### TASK DETAILS
Show all lines from the records below in which the string "position" is present.

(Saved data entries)
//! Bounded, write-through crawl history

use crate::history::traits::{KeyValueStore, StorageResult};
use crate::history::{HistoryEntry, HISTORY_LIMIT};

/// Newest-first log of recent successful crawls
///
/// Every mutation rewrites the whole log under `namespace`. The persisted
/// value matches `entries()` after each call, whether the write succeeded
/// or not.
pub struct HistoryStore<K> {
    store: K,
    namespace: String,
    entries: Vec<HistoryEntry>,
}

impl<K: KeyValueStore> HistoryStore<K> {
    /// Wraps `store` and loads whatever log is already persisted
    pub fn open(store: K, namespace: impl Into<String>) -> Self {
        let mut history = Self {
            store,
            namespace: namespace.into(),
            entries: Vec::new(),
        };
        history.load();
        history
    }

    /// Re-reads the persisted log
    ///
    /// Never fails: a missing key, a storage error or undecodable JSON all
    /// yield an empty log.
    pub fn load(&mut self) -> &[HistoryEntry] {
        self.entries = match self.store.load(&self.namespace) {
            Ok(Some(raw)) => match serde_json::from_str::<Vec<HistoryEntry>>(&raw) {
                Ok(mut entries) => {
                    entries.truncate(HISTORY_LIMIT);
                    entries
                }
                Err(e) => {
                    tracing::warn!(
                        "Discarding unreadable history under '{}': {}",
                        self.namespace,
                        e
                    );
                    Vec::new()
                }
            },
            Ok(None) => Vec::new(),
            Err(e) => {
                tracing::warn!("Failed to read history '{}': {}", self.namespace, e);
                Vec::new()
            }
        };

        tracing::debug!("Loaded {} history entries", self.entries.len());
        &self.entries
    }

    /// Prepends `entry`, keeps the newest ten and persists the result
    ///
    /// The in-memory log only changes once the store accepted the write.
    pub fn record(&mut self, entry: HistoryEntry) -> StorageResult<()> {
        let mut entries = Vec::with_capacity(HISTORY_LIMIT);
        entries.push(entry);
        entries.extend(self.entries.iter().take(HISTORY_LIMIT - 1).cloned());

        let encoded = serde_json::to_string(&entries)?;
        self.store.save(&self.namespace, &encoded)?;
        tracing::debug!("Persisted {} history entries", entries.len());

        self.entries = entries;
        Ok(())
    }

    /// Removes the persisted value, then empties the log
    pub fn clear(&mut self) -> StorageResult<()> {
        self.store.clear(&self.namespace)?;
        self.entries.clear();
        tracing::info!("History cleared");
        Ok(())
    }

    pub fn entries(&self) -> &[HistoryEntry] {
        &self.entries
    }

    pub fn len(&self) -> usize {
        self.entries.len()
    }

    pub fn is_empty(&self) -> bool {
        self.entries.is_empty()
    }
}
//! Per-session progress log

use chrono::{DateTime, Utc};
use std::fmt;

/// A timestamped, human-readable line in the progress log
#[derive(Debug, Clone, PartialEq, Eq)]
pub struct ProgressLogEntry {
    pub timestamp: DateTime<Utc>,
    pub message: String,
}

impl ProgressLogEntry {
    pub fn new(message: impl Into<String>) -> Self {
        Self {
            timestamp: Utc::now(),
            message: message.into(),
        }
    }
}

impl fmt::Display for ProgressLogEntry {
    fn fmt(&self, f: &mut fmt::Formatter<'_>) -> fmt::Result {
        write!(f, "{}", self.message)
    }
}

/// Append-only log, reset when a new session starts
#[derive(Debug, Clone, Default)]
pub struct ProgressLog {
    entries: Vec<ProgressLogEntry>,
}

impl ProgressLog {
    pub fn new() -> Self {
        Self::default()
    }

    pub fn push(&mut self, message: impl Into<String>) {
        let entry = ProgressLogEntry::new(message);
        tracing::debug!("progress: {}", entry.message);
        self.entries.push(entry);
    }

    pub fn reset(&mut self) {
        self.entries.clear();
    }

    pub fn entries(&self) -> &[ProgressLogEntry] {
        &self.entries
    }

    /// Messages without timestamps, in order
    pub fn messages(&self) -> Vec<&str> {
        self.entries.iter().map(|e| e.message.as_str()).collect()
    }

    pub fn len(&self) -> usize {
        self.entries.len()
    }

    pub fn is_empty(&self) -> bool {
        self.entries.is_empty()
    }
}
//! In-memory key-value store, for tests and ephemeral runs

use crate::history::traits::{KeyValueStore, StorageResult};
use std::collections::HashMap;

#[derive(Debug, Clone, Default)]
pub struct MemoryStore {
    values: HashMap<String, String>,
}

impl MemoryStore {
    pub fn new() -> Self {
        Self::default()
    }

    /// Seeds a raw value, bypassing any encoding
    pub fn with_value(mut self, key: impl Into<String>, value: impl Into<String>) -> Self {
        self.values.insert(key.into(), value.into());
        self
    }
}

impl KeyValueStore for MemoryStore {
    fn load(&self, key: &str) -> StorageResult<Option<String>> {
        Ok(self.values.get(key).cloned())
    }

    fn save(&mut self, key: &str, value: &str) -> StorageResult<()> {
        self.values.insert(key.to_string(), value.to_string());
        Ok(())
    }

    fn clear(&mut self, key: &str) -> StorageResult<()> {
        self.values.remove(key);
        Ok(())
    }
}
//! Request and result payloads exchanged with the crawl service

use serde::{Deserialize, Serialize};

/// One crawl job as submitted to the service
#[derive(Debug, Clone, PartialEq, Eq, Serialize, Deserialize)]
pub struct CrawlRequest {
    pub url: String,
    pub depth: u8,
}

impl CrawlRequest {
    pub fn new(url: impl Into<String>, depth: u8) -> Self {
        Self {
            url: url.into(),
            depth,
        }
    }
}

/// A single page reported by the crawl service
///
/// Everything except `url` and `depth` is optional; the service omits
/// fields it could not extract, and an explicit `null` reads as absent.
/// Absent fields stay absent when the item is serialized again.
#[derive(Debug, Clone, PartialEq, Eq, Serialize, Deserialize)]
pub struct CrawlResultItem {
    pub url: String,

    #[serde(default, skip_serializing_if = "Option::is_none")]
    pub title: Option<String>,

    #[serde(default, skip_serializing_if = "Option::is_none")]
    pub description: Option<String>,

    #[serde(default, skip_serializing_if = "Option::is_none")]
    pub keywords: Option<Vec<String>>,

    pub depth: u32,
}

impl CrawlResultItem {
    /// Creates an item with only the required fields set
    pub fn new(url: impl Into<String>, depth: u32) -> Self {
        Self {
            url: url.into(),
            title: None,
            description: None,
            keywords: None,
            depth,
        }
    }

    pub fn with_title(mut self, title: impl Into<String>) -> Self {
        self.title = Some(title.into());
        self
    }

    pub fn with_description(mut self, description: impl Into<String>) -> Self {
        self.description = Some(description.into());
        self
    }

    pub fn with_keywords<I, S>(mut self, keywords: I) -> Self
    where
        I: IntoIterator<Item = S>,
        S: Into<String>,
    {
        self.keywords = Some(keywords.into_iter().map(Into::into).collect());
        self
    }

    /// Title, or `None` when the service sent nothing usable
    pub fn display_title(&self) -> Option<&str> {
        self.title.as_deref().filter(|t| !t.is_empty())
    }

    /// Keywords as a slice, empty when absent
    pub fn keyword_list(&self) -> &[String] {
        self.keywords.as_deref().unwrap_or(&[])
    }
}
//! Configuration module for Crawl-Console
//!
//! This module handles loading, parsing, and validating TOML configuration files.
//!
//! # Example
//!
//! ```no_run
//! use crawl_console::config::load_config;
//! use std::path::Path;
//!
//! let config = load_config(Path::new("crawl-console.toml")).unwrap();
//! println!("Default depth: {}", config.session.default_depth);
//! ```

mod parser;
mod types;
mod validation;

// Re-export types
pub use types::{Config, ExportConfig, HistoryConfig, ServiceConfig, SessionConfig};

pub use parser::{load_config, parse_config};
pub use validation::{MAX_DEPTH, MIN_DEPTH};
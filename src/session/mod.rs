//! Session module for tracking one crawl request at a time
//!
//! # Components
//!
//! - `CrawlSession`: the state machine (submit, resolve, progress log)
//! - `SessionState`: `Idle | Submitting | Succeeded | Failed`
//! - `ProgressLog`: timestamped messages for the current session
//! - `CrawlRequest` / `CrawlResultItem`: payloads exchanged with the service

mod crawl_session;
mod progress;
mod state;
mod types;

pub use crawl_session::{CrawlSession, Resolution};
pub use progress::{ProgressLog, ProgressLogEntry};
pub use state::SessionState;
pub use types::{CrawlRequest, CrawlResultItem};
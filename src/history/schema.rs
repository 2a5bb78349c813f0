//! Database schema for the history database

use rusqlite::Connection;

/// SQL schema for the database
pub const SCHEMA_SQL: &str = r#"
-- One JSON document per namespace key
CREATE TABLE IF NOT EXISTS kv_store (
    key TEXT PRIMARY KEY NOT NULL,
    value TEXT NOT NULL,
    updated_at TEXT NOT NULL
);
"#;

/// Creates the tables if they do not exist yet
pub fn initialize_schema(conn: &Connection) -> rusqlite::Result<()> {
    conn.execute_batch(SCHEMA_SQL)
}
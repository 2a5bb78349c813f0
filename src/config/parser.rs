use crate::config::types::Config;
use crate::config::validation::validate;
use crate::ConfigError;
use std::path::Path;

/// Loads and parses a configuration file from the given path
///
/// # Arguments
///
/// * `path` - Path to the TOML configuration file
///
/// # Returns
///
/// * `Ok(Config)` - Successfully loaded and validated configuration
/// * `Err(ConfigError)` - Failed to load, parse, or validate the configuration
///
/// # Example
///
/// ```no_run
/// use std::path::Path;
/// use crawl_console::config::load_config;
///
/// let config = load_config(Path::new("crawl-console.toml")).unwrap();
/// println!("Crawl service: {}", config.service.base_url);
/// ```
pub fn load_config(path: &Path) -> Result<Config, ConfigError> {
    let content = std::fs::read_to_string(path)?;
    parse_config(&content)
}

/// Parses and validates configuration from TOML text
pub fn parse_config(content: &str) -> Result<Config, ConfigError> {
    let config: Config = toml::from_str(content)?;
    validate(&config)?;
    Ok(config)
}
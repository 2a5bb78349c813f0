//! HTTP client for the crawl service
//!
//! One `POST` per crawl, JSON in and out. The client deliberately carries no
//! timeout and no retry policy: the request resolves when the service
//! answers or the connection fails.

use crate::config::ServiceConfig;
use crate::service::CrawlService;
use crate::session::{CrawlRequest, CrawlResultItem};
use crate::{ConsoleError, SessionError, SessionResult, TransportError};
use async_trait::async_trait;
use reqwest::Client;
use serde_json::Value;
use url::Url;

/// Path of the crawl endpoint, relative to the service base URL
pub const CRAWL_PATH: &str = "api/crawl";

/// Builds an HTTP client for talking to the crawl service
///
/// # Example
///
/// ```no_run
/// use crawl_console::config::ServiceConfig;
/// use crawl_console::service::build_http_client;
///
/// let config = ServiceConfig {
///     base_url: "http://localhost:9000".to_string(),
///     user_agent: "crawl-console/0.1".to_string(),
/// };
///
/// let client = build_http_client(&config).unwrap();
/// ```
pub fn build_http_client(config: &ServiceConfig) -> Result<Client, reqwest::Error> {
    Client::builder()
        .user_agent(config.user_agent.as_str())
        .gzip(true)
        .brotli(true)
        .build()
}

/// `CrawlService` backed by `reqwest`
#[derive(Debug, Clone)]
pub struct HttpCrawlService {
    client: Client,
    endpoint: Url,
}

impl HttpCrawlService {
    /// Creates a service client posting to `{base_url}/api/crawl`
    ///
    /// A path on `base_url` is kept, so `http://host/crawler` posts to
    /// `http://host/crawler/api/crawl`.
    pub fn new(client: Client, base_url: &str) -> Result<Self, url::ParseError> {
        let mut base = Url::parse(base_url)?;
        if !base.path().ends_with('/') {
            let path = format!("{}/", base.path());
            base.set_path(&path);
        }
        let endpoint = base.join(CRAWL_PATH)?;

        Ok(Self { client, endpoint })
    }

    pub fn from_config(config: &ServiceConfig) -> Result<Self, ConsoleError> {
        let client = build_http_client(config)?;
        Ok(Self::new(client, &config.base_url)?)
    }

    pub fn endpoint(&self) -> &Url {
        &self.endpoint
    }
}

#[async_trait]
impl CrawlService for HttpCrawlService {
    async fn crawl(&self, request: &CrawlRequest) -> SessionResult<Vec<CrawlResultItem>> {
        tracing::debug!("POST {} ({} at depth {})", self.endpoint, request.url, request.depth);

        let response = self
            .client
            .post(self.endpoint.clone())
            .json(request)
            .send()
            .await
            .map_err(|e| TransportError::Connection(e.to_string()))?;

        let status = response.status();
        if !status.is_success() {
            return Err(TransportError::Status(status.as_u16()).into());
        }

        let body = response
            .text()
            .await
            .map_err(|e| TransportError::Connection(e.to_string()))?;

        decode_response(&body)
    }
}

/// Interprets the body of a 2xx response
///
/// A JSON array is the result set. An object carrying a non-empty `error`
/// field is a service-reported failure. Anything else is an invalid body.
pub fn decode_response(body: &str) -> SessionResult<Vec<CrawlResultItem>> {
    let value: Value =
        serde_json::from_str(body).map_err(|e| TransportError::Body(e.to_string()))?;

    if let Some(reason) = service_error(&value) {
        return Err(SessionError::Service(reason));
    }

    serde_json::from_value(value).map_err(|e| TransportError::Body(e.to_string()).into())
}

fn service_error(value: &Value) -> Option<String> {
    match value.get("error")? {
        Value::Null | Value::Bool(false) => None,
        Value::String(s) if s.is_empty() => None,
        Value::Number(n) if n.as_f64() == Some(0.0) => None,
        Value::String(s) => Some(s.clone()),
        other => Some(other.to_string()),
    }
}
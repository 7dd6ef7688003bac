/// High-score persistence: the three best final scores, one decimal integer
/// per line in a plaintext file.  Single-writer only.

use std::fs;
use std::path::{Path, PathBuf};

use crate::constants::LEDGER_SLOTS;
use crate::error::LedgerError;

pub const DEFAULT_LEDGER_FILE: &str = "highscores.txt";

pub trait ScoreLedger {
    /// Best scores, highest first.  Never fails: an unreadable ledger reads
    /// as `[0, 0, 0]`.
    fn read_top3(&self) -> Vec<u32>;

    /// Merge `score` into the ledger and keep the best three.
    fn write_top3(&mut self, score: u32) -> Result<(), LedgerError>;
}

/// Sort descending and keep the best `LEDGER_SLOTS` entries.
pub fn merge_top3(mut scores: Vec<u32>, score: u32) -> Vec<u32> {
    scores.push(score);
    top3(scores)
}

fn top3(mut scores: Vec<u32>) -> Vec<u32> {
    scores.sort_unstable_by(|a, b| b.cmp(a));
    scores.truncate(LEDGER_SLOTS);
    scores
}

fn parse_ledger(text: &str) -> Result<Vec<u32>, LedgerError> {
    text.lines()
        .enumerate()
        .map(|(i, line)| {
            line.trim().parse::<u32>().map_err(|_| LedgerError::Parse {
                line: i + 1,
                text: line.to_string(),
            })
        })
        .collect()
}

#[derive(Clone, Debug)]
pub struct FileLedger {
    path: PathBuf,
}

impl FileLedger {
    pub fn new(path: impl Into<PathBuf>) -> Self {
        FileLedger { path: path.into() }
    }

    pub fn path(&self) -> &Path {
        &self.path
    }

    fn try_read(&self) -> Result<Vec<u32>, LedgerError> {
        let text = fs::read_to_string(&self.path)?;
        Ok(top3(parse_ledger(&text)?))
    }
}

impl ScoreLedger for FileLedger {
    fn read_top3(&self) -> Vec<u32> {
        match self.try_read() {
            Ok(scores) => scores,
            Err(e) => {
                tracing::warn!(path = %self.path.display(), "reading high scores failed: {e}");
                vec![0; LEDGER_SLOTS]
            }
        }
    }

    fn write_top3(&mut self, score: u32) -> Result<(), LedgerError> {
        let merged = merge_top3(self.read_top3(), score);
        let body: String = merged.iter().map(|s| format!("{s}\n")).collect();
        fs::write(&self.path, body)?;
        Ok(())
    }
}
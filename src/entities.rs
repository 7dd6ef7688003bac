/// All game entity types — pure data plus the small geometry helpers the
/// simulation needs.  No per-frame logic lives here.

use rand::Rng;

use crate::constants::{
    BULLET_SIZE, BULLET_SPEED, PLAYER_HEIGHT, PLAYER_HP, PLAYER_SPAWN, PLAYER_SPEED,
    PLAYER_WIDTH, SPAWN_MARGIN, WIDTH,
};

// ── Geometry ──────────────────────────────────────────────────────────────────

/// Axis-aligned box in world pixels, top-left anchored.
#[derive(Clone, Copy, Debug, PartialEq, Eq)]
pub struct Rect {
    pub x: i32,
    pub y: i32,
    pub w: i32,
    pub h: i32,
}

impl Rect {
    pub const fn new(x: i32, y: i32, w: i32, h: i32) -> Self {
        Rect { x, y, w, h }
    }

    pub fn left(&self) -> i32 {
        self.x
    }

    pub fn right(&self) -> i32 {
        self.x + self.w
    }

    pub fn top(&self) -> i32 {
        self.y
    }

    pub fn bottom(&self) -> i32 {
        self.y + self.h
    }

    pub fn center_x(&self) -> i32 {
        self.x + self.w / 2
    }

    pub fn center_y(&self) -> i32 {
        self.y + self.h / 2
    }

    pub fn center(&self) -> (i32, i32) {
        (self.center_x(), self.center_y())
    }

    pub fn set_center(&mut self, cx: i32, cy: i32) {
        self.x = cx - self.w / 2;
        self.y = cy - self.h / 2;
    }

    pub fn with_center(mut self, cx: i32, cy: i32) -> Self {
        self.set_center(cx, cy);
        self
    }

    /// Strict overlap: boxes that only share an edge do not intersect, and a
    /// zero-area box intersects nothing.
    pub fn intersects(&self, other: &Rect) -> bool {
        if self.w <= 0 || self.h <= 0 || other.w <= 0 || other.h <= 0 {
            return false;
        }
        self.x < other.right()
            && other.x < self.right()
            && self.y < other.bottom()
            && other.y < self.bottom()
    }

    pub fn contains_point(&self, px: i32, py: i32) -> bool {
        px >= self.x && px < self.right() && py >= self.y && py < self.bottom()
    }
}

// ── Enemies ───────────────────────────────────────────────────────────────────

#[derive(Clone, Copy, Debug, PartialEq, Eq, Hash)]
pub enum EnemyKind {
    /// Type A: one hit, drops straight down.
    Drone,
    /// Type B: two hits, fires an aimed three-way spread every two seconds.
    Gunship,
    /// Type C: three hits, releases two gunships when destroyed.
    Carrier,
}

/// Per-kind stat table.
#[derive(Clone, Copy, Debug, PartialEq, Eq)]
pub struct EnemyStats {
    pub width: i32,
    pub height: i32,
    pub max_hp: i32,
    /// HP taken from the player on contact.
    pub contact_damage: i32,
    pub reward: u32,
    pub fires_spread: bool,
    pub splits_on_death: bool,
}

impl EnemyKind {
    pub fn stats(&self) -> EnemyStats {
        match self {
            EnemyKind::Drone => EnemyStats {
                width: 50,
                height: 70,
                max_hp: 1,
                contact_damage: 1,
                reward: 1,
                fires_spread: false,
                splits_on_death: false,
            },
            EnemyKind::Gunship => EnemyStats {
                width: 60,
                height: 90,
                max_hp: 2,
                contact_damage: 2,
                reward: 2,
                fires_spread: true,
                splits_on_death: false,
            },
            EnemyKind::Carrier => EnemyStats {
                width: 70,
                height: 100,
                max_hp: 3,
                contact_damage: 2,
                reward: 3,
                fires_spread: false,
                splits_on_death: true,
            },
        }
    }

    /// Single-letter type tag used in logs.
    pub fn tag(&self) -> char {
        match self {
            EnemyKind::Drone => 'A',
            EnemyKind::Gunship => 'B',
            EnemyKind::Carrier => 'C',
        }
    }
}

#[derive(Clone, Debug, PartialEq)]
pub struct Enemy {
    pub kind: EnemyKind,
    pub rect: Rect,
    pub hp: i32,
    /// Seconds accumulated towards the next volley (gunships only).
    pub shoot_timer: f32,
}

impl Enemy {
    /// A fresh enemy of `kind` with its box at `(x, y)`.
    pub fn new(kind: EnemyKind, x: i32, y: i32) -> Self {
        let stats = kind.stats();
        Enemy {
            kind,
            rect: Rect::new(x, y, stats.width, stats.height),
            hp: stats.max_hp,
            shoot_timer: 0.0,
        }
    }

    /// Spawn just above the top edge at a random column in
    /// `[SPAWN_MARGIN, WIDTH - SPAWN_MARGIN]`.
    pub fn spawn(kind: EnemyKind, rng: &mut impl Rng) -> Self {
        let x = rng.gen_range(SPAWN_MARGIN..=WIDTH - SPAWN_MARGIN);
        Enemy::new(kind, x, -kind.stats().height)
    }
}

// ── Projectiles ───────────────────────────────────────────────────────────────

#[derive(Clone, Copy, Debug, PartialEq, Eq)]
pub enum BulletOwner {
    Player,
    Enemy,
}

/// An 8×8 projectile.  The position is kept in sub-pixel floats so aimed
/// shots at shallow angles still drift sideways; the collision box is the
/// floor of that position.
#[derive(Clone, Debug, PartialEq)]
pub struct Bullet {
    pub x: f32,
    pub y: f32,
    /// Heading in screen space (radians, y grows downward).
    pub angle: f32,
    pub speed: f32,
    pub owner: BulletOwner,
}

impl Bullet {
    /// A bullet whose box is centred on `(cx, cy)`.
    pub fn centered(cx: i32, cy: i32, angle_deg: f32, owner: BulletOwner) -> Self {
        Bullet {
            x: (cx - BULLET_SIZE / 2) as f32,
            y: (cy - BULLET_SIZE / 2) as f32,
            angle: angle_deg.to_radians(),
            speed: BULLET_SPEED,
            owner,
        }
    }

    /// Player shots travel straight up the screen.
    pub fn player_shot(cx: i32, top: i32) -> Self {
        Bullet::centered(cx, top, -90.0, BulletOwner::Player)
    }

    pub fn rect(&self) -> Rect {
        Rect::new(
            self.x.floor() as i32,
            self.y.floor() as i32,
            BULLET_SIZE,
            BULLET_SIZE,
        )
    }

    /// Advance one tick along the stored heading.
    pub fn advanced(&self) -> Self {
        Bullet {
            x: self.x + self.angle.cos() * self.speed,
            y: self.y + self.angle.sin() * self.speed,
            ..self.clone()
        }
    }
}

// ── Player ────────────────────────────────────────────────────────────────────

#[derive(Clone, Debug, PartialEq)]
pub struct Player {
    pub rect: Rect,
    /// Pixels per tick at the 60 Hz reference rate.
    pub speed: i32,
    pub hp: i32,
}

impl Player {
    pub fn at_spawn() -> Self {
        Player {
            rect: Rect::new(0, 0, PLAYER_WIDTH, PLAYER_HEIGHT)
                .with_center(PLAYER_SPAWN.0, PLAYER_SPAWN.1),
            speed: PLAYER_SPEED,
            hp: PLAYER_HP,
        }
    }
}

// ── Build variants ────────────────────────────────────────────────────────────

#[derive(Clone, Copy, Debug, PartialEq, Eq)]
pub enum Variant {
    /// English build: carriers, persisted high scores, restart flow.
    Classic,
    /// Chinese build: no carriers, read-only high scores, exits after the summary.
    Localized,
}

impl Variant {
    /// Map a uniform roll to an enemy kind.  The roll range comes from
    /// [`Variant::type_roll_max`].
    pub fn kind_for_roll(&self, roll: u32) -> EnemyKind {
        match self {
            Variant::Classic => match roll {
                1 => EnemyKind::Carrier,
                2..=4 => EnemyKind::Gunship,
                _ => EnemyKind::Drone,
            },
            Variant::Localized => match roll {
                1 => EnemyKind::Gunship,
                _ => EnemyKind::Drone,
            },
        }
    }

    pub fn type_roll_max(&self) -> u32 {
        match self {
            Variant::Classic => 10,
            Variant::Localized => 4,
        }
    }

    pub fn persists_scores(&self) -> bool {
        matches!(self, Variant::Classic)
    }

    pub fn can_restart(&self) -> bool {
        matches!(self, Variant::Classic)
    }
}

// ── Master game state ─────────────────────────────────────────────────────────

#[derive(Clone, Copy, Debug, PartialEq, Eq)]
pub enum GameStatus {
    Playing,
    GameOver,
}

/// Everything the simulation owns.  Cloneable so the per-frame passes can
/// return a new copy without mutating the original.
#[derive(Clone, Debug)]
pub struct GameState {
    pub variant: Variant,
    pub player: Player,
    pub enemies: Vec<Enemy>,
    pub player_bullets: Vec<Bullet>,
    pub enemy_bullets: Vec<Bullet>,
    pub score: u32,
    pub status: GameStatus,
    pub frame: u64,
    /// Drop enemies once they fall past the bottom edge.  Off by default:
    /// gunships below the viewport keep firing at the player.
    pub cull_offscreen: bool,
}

### RESULT FOR THIS TASK
/// An 8×8 projectile.  The position is kept in sub-pixel floats so aimed
/// floor of that position.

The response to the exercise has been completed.